A successful store no longer requires expensive real estate on a high-trafficked street. You just need a website, a product or service people want to buy, and internet connectivity. You don’t need to fly back and forth to Japan or Johannesburg to meet with potential investors; you just need a virtual conference.
However, a 2014 Pew Research study found that only 62% of African Americans have a broadband connection at home. And a nationwide poll by Mobile Future also found that significant numbers of African Americans don’t view mobile technology as a means of economic empowerment, with half of the participants saying they did not know anyone who works in the technology industry.
Closing the digital divide is a top issue for the Digital Future Alliance. It’s a complicated problem that requires working with federal and local policymakers, industry leaders, and grassroots organizations towards creative solutions. Ultimately, this work is about lifting barriers and creating opportunities for all.
I’ve seen what can happen beyond those barriers as I travel the country visiting the small businesses who make up the U.S. Black Chambers, Inc. I am constantly inspired by my fellow African American entrepreneurs. Young and old, these business leaders are helping lead their communities in job creation and economic growth.
Since 1997, we’ve already seen the number of businesses owned by African American women grow by 322%, making black women the fasting growing group of entrepreneurs in the U.S. Additionally, from 2007 to 2012, the U.S. Census Bureau’s Survey of Business Owners found minority-owned firms grew 152 percent. African American entrepreneurs have nearly tripled in these five years, from almost 750,000 to 2.6 million. I’m hopeful these numbers will only continue to grow. Yet, I’m cognizant that African American entrepreneurs face significant access to capital challenges. We’re doing our part to narrow the access to capital gap through our Buy-Black | Bank-Black initiative designed to provide much needed capital to African American entrepreneurs.

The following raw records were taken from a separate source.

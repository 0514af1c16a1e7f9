use crate::tree::Document;

/// Selects documents by field values.
#[derive(Debug, Clone, PartialEq)]
pub enum Matcher {
    /// The string at `key` equals `pattern`, or `pattern` is `*` and the
    /// string exists.
    Field { key: String, pattern: String },
    /// Every inner matcher matches. Empty never matches.
    All(Vec<Matcher>),
    /// Some inner matcher matches. Empty never matches.
    Any(Vec<Matcher>),
    Always,
    Never,
}

impl Matcher {
    pub fn field(key: impl Into<String>, pattern: impl Into<String>) -> Self {
        Matcher::Field {
            key: key.into(),
            pattern: pattern.into(),
        }
    }

    pub fn matches(&self, document: &Document) -> bool {
        match self {
            Matcher::Field { key, pattern } => document
                .get_string(key)
                .is_ok_and(|value| pattern == "*" || *pattern == value),
            Matcher::All(matchers) => {
                !matchers.is_empty() && matchers.iter().all(|m| m.matches(document))
            }
            Matcher::Any(matchers) => matchers.iter().any(|m| m.matches(document)),
            Matcher::Always => true,
            Matcher::Never => false,
        }
    }
}
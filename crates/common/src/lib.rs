//! Error taxonomy and protocol records shared across `kms-envelope` crates.

pub mod error;
pub mod protocol;

pub use error::{CipherError, EnvelopeError, KeyProviderError};
pub use protocol::SealedEnvelope;
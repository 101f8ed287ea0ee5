//! Tracing subscriber initialisation with optional OTLP span export.

use anyhow::{Context, Result};
use opentelemetry::KeyValue;
use opentelemetry_otlp::WithExportConfig;
use opentelemetry_sdk::{runtime, trace::Tracer, Resource};
use tracing_subscriber::{layer::SubscriberExt, util::SubscriberInitExt, EnvFilter};

/// Initialise the global tracing subscriber.
///
/// Configures:
/// - A JSON-formatted [`tracing_subscriber`] layer for structured log output.
/// - When `otlp_endpoint` is set, a [`tracing_opentelemetry`] layer that
///   exports spans to that endpoint over gRPC.
///
/// `RUST_LOG` takes precedence over `log_level` when present.
///
/// # Errors
///
/// Returns an error if the OTLP pipeline cannot be installed or a global
/// subscriber is already set.
pub fn init_telemetry(otlp_endpoint: Option<&str>, log_level: &str) -> Result<()> {
    let otel_layer = match otlp_endpoint {
        Some(endpoint) => Some(tracing_opentelemetry::layer().with_tracer(otlp_tracer(endpoint)?)),
        None => None,
    };

    let env_filter =
        EnvFilter::try_from_default_env().unwrap_or_else(|_| EnvFilter::new(log_level));

    tracing_subscriber::registry()
        .with(env_filter)
        .with(tracing_subscriber::fmt::layer().json())
        .with(otel_layer)
        .try_init()
        .context("failed to initialise tracing subscriber")?;

    Ok(())
}

/// Flush and shut down the OTLP exporter, if one was installed.
pub fn shutdown_telemetry() {
    opentelemetry::global::shutdown_tracer_provider();
}

fn otlp_tracer(endpoint: &str) -> Result<Tracer> {
    opentelemetry_otlp::new_pipeline()
        .tracing()
        .with_exporter(
            opentelemetry_otlp::new_exporter()
                .tonic()
                .with_endpoint(endpoint),
        )
        .with_trace_config(
            opentelemetry_sdk::trace::Config::default().with_resource(service_resource()),
        )
        .install_batch(runtime::Tokio)
        .context("failed to install OTLP tracing pipeline")
}

fn service_resource() -> Resource {
    Resource::new(vec![
        KeyValue::new(
            opentelemetry_semantic_conventions::resource::SERVICE_NAME,
            "kms-envelope",
        ),
        KeyValue::new(
            opentelemetry_semantic_conventions::resource::SERVICE_VERSION,
            env!("CARGO_PKG_VERSION"),
        ),
    ])
}
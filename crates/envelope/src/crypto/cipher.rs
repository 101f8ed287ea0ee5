//! AES-256-GCM encryption and decryption of whole payloads.
//!
//! **Every call draws a fresh 96-bit nonce from the OS CSPRNG.** GCM nonce
//! reuse under one key breaks both confidentiality and authentication, so
//! there is no API that accepts a caller-chosen nonce.

use aes_gcm::{
    aead::{rand_core::RngCore, Aead, KeyInit, OsRng},
    Aes256Gcm, Nonce,
};
use base64::{engine::general_purpose::STANDARD, Engine as _};
use common::CipherError;

/// Byte length of an AES-256 key (32 bytes = 256 bits).
pub const KEY_LEN: usize = 32;

/// Byte length of a GCM nonce (12 bytes = 96 bits).
pub const NONCE_LEN: usize = 12;

/// Byte length of a GCM authentication tag.
pub const TAG_LEN: usize = 16;

/// Injectable encrypt/decrypt strategy used by the secure data handler.
#[cfg_attr(test, mockall::automock)]
pub trait Cipher: Send + Sync {
    /// Encrypt `plaintext` under `key`, returning the base64 container text.
    fn encrypt(&self, plaintext: &[u8], key: &[u8]) -> Result<String, CipherError>;

    /// Decrypt container text produced by [`Cipher::encrypt`].
    fn decrypt(&self, ciphertext: &str, key: &[u8]) -> Result<Vec<u8>, CipherError>;
}

/// Production [`Cipher`] backed by the free functions in this module.
#[derive(Debug, Clone, Copy, Default)]
pub struct AesGcmCipher;

impl Cipher for AesGcmCipher {
    fn encrypt(&self, plaintext: &[u8], key: &[u8]) -> Result<String, CipherError> {
        encrypt(plaintext, key)
    }

    fn decrypt(&self, ciphertext: &str, key: &[u8]) -> Result<Vec<u8>, CipherError> {
        decrypt(ciphertext, key)
    }
}

/// Encrypt `plaintext` and return `base64(nonce || ciphertext || tag)`.
///
/// # Errors
///
/// Returns [`CipherError::InvalidKeySize`] if `key` is not [`KEY_LEN`] bytes.
pub fn encrypt(plaintext: &[u8], key: &[u8]) -> Result<String, CipherError> {
    let container = encrypt_bytes(plaintext, key)?;
    Ok(STANDARD.encode(container))
}

/// Decrypt base64 container text back to plaintext bytes.
///
/// # Errors
///
/// - [`CipherError::InvalidKeySize`] if `key` is not [`KEY_LEN`] bytes.
/// - [`CipherError::InvalidEncoding`] if `ciphertext` is not valid base64.
/// - [`CipherError::AuthenticationFailure`] on truncation, tampering or a wrong key.
pub fn decrypt(ciphertext: &str, key: &[u8]) -> Result<Vec<u8>, CipherError> {
    ensure_key_len(key)?;
    let container = STANDARD
        .decode(ciphertext)
        .map_err(|_| CipherError::InvalidEncoding)?;
    decrypt_bytes(&container, key)
}

/// Encrypt `plaintext` and return the raw `nonce || ciphertext || tag` bytes.
///
/// # Errors
///
/// Returns [`CipherError::InvalidKeySize`] if `key` is not [`KEY_LEN`] bytes.
/// Returns [`CipherError::PayloadTooLarge`] if the AEAD refuses the input,
/// which only happens beyond the GCM message length limit.
pub fn encrypt_bytes(plaintext: &[u8], key: &[u8]) -> Result<Vec<u8>, CipherError> {
    let cipher = build_cipher(key)?;

    let mut nonce_bytes = [0u8; NONCE_LEN];
    OsRng.fill_bytes(&mut nonce_bytes);
    let nonce = Nonce::from_slice(&nonce_bytes);

    let sealed = cipher
        .encrypt(nonce, plaintext)
        .map_err(|_| CipherError::PayloadTooLarge)?;

    let mut container = Vec::with_capacity(NONCE_LEN + sealed.len());
    container.extend_from_slice(&nonce_bytes);
    container.extend_from_slice(&sealed);
    Ok(container)
}

/// Decrypt raw `nonce || ciphertext || tag` bytes.
///
/// # Errors
///
/// - [`CipherError::InvalidKeySize`] if `key` is not [`KEY_LEN`] bytes.
/// - [`CipherError::AuthenticationFailure`] on truncation, tampering or a wrong key.
pub fn decrypt_bytes(container: &[u8], key: &[u8]) -> Result<Vec<u8>, CipherError> {
    let cipher = build_cipher(key)?;
    if container.len() < NONCE_LEN + TAG_LEN {
        return Err(CipherError::AuthenticationFailure);
    }
    let (nonce, sealed) = container.split_at(NONCE_LEN);
    cipher
        .decrypt(Nonce::from_slice(nonce), sealed)
        .map_err(|_| CipherError::AuthenticationFailure)
}

fn ensure_key_len(key: &[u8]) -> Result<(), CipherError> {
    if key.len() != KEY_LEN {
        return Err(CipherError::InvalidKeySize(key.len()));
    }
    Ok(())
}

fn build_cipher(key: &[u8]) -> Result<Aes256Gcm, CipherError> {
    ensure_key_len(key)?;
    Aes256Gcm::new_from_slice(key).map_err(|_| CipherError::InvalidKeySize(key.len()))
}

#[cfg(test)]
mod tests {
    use super::*;
    use std::collections::HashSet;

    fn random_key() -> Vec<u8> {
        let mut key = vec![0u8; KEY_LEN];
        OsRng.fill_bytes(&mut key);
        key
    }

    fn hex(s: &str) -> Vec<u8> {
        (0..s.len())
            .step_by(2)
            .map(|i| u8::from_str_radix(&s[i..i + 2], 16).unwrap())
            .collect()
    }

    #[test]
    fn encrypt_decrypt_round_trip() {
        let key = random_key();
        let text = encrypt(b"Sensitive Info", &key).unwrap();
        assert_eq!(decrypt(&text, &key).unwrap(), b"Sensitive Info");
    }

    #[test]
    fn empty_payload_round_trip() {
        let key = random_key();
        let text = encrypt(b"", &key).unwrap();
        assert!(decrypt(&text, &key).unwrap().is_empty());
    }

    #[test]
    fn binary_payload_round_trip() {
        let key = random_key();
        let payload: Vec<u8> = (0..=255u8).cycle().take(4096).collect();
        let text = encrypt(&payload, &key).unwrap();
        assert_eq!(decrypt(&text, &key).unwrap(), payload);
    }

    #[test]
    fn container_layout() {
        let key = random_key();
        let container = encrypt_bytes(b"hello", &key).unwrap();
        assert_eq!(container.len(), NONCE_LEN + 5 + TAG_LEN);

        let text = encrypt(b"hello", &key).unwrap();
        assert_eq!(STANDARD.decode(&text).unwrap().len(), NONCE_LEN + 5 + TAG_LEN);
    }

    #[test]
    fn decrypts_known_answer_container() {
        // AES-256-GCM, zero key, zero nonce, 16 zero bytes of plaintext.
        let key = [0u8; KEY_LEN];
        let mut container = vec![0u8; NONCE_LEN];
        container.extend(hex("cea7403d4d606b6e074ec5d3baf39d18"));
        container.extend(hex("d0d1c8a799996bf0265b98b5d48ab919"));

        let text = STANDARD.encode(&container);
        assert_eq!(decrypt(&text, &key).unwrap(), vec![0u8; 16]);
    }

    #[test]
    fn nonce_is_never_zero_or_repeated() {
        let key = random_key();
        let mut seen = HashSet::new();
        for _ in 0..1000 {
            let container = encrypt_bytes(b"same payload", &key).unwrap();
            let nonce = container[..NONCE_LEN].to_vec();
            assert_ne!(nonce, vec![0u8; NONCE_LEN]);
            assert!(seen.insert(nonce), "nonce reused");
        }
    }

    #[test]
    fn same_payload_encrypts_differently() {
        let key = random_key();
        let a = encrypt(b"same", &key).unwrap();
        let b = encrypt(b"same", &key).unwrap();
        assert_ne!(a, b);
    }

    #[test]
    fn every_bit_flip_fails_auth() {
        let key = random_key();
        let container = encrypt_bytes(b"Sensitive Info", &key).unwrap();
        for byte in 0..container.len() {
            for bit in 0..8 {
                let mut tampered = container.clone();
                tampered[byte] ^= 1 << bit;
                let text = STANDARD.encode(&tampered);
                assert_eq!(
                    decrypt(&text, &key),
                    Err(CipherError::AuthenticationFailure),
                    "flip at byte {byte} bit {bit} was accepted"
                );
            }
        }
    }

    #[test]
    fn wrong_key_fails_auth() {
        let k1 = random_key();
        let k2 = random_key();
        let text = encrypt(b"secret", &k1).unwrap();
        assert_eq!(decrypt(&text, &k2), Err(CipherError::AuthenticationFailure));
    }

    #[test]
    fn invalid_key_size_rejected() {
        let good = encrypt(b"x", &random_key()).unwrap();
        for len in [0usize, 1, 15, 16, 24, 31, 33, 64] {
            let key = vec![0u8; len];
            assert_eq!(encrypt(b"x", &key), Err(CipherError::InvalidKeySize(len)));
            assert_eq!(decrypt(&good, &key), Err(CipherError::InvalidKeySize(len)));
        }
    }

    #[test]
    fn bad_base64_rejected() {
        let key = random_key();
        assert_eq!(
            decrypt("invalidciphertext!", &key),
            Err(CipherError::InvalidEncoding)
        );
    }

    #[test]
    fn truncated_container_fails_auth() {
        let key = random_key();
        let container = encrypt_bytes(b"payload", &key).unwrap();
        for len in [0, NONCE_LEN, NONCE_LEN + TAG_LEN - 1, container.len() - 1] {
            let text = STANDARD.encode(&container[..len]);
            assert_eq!(decrypt(&text, &key), Err(CipherError::AuthenticationFailure));
        }
    }

    #[test]
    fn trait_impl_delegates() {
        let key = random_key();
        let cipher = AesGcmCipher;
        let text = cipher.encrypt(b"via trait", &key).unwrap();
        assert_eq!(cipher.decrypt(&text, &key).unwrap(), b"via trait");
    }
}
//! Configuration loading and validation for the demo binary.
//!
//! All values are read from environment variables at startup. The process
//! exits with a clear error message if any required variable is missing or
//! invalid.

use anyhow::{Context, Result};
use base64::{engine::general_purpose::STANDARD, Engine as _};
use serde::Deserialize;
use zeroize::Zeroizing;

use crate::crypto::KEY_LEN;

/// Which key provider backs the handler.
#[derive(Debug, Clone, Copy, PartialEq, Eq, Deserialize)]
#[serde(rename_all = "lowercase")]
pub enum KeyProviderKind {
    /// AWS KMS `GenerateDataKey` / `Decrypt`.
    Kms,
    /// In-memory master key from `LOCAL_MASTER_KEY`.
    Local,
}

/// Validated configuration.
#[derive(Debug, Clone, Deserialize)]
pub struct Config {
    /// Key provider backend.
    #[serde(default = "default_key_provider")]
    pub key_provider: KeyProviderKind,

    /// Master key identifier (KMS key ID, ARN or alias). **Required.**
    pub kms_key_id: String,

    /// Override for the KMS endpoint (e.g. a local emulator).
    #[serde(default)]
    pub kms_endpoint_url: Option<String>,

    /// Override for the AWS region.
    #[serde(default)]
    pub aws_region: Option<String>,

    /// Base64 master key for the local provider. Required when
    /// `KEY_PROVIDER=local`.
    #[serde(default)]
    pub local_master_key: Option<String>,

    /// Payload the demo round-trips.
    #[serde(default = "default_demo_payload")]
    pub demo_payload: String,

    /// OTLP endpoint; span export is disabled when unset.
    #[serde(default)]
    pub otel_exporter_otlp_endpoint: Option<String>,

    /// Tracing log level (e.g. `"info"`, `"debug"`).
    #[serde(default = "default_log_level")]
    pub log_level: String,
}

fn default_key_provider() -> KeyProviderKind {
    KeyProviderKind::Kms
}
fn default_demo_payload() -> String {
    "Sensitive Production Data".into()
}
fn default_log_level() -> String {
    "info".into()
}

impl Config {
    /// Load and validate configuration from environment variables.
    ///
    /// # Errors
    ///
    /// Returns an error if any required variable is absent or cannot be parsed.
    pub fn from_env() -> Result<Self> {
        Self::from_environment(config::Environment::default())
    }

    /// Load and validate configuration from an explicit environment source.
    fn from_environment(env: config::Environment) -> Result<Self> {
        let cfg = config::Config::builder()
            .add_source(env)
            .build()
            .context("failed to build configuration from environment")?;

        let c: Config = cfg
            .try_deserialize()
            .context("failed to deserialise configuration")?;

        c.validate()?;
        Ok(c)
    }

    /// Decode `LOCAL_MASTER_KEY` into raw key bytes.
    ///
    /// # Errors
    ///
    /// Returns an error if the variable is unset, not base64, or not 32 bytes.
    pub fn local_master_key_bytes(&self) -> Result<Zeroizing<Vec<u8>>> {
        let encoded = self
            .local_master_key
            .as_deref()
            .context("LOCAL_MASTER_KEY is required when KEY_PROVIDER=local")?;
        let bytes = STANDARD
            .decode(encoded.trim())
            .map(Zeroizing::new)
            .context("LOCAL_MASTER_KEY must be valid base64")?;
        if bytes.len() != KEY_LEN {
            anyhow::bail!(
                "LOCAL_MASTER_KEY must decode to {KEY_LEN} bytes, got {}",
                bytes.len()
            );
        }
        Ok(bytes)
    }

    /// Validate all fields, returning a descriptive error on the first failure.
    fn validate(&self) -> Result<()> {
        ensure_non_empty(&self.kms_key_id, "KMS_KEY_ID")?;
        if let Some(url) = &self.kms_endpoint_url {
            ensure_non_empty(url, "KMS_ENDPOINT_URL")?;
        }
        if let Some(endpoint) = &self.otel_exporter_otlp_endpoint {
            ensure_non_empty(endpoint, "OTEL_EXPORTER_OTLP_ENDPOINT")?;
        }
        if self.key_provider == KeyProviderKind::Local {
            self.local_master_key_bytes()?;
        }
        Ok(())
    }
}

fn ensure_non_empty(value: &str, name: &str) -> Result<()> {
    if value.trim().is_empty() {
        anyhow::bail!("{name} is required and must not be empty");
    }
    Ok(())
}
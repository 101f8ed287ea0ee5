//! Error taxonomy shared across crates.

use thiserror::Error;

/// Failures reported by a key-management backend.
#[derive(Debug, Clone, PartialEq, Eq, Error)]
pub enum KeyProviderError {
    /// The key identifier was empty.
    #[error("key identifier is required")]
    InvalidKeyId,

    /// The backend does not know the requested key.
    #[error("unknown key: {0}")]
    UnknownKey(String),

    /// The backend could not be reached (connection failure, timeout).
    #[error("key provider unreachable: {0}")]
    Unreachable(String),

    /// The backend refused the request.
    #[error("key provider rejected request: {0}")]
    Rejected(String),

    /// The backend returned plaintext key material of the wrong length.
    #[error("invalid data key material: expected 32 bytes, got {0}")]
    InvalidKeyMaterial(usize),
}

/// Failures produced by the authenticated cipher.
///
/// Tampering, truncation and wrong-key attempts all collapse into
/// [`CipherError::AuthenticationFailure`] so callers cannot tell them apart.
#[derive(Debug, Clone, PartialEq, Eq, Error)]
pub enum CipherError {
    /// The key is not exactly 32 bytes.
    #[error("invalid key size: expected 32 bytes, got {0}")]
    InvalidKeySize(usize),

    /// The ciphertext text is not valid base64.
    #[error("ciphertext is not valid base64")]
    InvalidEncoding,

    /// Tag verification failed.
    #[error("authentication failed")]
    AuthenticationFailure,

    /// The plaintext exceeds the AES-GCM per-message length limit.
    #[error("payload too large to encrypt")]
    PayloadTooLarge,
}

/// Top-level error returned by the secure data handler.
#[derive(Debug, Clone, PartialEq, Eq, Error)]
pub enum EnvelopeError {
    /// Data key generation or unwrapping failed.
    #[error(transparent)]
    KeyProvider(#[from] KeyProviderError),

    /// Encryption or decryption failed.
    #[error(transparent)]
    Cipher(#[from] CipherError),

    /// The decrypted payload is not valid UTF-8.
    #[error("decrypted payload is not valid UTF-8")]
    InvalidPlaintext,
}

impl EnvelopeError {
    /// Short machine-readable code for logs and process output.
    pub fn code(&self) -> &'static str {
        match self {
            EnvelopeError::KeyProvider(_) => "key_provider_error",
            EnvelopeError::Cipher(CipherError::InvalidKeySize(_)) => "invalid_key_size",
            EnvelopeError::Cipher(CipherError::InvalidEncoding) => "invalid_encoding",
            EnvelopeError::Cipher(CipherError::AuthenticationFailure) => "authentication_failure",
            EnvelopeError::Cipher(CipherError::PayloadTooLarge) => "payload_too_large",
            EnvelopeError::InvalidPlaintext => "invalid_plaintext",
        }
    }
}

#[cfg(test)]
mod tests {
    use super::*;

    #[test]
    fn codes() {
        assert_eq!(
            EnvelopeError::from(KeyProviderError::InvalidKeyId).code(),
            "key_provider_error"
        );
        assert_eq!(
            EnvelopeError::from(CipherError::InvalidKeySize(16)).code(),
            "invalid_key_size"
        );
        assert_eq!(
            EnvelopeError::from(CipherError::InvalidEncoding).code(),
            "invalid_encoding"
        );
        assert_eq!(
            EnvelopeError::from(CipherError::AuthenticationFailure).code(),
            "authentication_failure"
        );
        assert_eq!(
            EnvelopeError::from(CipherError::PayloadTooLarge).code(),
            "payload_too_large"
        );
        assert_eq!(EnvelopeError::InvalidPlaintext.code(), "invalid_plaintext");
    }

    #[test]
    fn display_is_transparent() {
        let e = EnvelopeError::from(KeyProviderError::UnknownKey("alias/missing".into()));
        assert_eq!(e.to_string(), "unknown key: alias/missing");
    }

    #[test]
    fn key_size_message_includes_length() {
        assert!(CipherError::InvalidKeySize(15).to_string().contains("got 15"));
    }
}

Beyond bringing more communities online, businesses and organizations are working to ensure every young African American can pursue an innovative career in technology. For instance, Black Girls Code aims to train one million young African American girls to be innovators in STEM fields by 2040, while Code2040 connects talented minorities with top technology companies, funders, and fellow technologists.
During this Black History Month, let us remember that technology doesn’t only break down barriers and enhance the entrepreneurial spirit of African Americans. More than that, it celebrates and builds on the work of entrepreneurs like Lewis Howard Latimer and so many other African Americans who were innovating long before they had the right to vote.